■ **Task item**
Among the entries below, how many lines hold "async"? Reply with the number only.

■ **Collected data**
■ ■ ■

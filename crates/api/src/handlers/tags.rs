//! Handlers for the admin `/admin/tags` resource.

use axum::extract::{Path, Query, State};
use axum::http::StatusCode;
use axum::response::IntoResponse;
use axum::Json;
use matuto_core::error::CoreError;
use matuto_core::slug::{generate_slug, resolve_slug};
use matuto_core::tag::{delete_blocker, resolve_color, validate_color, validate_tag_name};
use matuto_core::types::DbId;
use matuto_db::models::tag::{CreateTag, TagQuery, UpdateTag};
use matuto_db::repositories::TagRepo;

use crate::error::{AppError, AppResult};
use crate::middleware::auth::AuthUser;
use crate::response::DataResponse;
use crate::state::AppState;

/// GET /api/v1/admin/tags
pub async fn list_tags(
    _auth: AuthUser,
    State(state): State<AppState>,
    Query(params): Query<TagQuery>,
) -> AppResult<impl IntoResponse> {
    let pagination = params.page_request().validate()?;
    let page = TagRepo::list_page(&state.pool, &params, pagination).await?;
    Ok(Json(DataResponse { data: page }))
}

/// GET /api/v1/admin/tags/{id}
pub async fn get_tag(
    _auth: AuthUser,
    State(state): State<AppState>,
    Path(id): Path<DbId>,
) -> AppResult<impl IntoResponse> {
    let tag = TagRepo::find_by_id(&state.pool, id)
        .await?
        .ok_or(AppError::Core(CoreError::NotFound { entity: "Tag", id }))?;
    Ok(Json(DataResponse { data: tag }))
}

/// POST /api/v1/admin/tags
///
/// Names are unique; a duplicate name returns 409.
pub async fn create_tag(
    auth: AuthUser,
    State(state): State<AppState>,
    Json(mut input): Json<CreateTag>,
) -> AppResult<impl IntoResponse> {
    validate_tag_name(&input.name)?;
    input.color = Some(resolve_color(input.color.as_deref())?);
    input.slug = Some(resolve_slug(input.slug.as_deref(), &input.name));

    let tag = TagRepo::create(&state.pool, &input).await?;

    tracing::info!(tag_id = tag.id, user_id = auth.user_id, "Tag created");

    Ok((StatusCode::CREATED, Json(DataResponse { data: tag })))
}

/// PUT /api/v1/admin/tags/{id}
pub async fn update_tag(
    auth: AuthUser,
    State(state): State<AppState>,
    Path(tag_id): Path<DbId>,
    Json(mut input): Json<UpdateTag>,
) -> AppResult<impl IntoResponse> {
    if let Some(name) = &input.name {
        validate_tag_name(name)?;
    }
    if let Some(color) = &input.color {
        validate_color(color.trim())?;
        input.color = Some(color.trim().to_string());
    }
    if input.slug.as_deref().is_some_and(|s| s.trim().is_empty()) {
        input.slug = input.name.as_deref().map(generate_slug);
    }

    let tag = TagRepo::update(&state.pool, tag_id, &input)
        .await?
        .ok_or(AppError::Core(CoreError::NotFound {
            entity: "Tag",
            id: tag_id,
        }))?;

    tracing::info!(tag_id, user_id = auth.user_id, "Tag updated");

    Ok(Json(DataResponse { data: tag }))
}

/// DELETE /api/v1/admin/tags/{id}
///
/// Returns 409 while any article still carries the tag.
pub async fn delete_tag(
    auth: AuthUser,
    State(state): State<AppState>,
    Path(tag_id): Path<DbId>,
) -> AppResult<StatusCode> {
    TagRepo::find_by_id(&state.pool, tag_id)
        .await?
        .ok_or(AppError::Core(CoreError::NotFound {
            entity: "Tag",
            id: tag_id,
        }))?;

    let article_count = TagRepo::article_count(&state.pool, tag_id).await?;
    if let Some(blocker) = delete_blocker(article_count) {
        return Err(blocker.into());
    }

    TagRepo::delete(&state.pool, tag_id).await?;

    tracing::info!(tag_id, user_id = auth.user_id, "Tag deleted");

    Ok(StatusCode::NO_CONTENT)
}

■ ■ ■

■ **Result**
5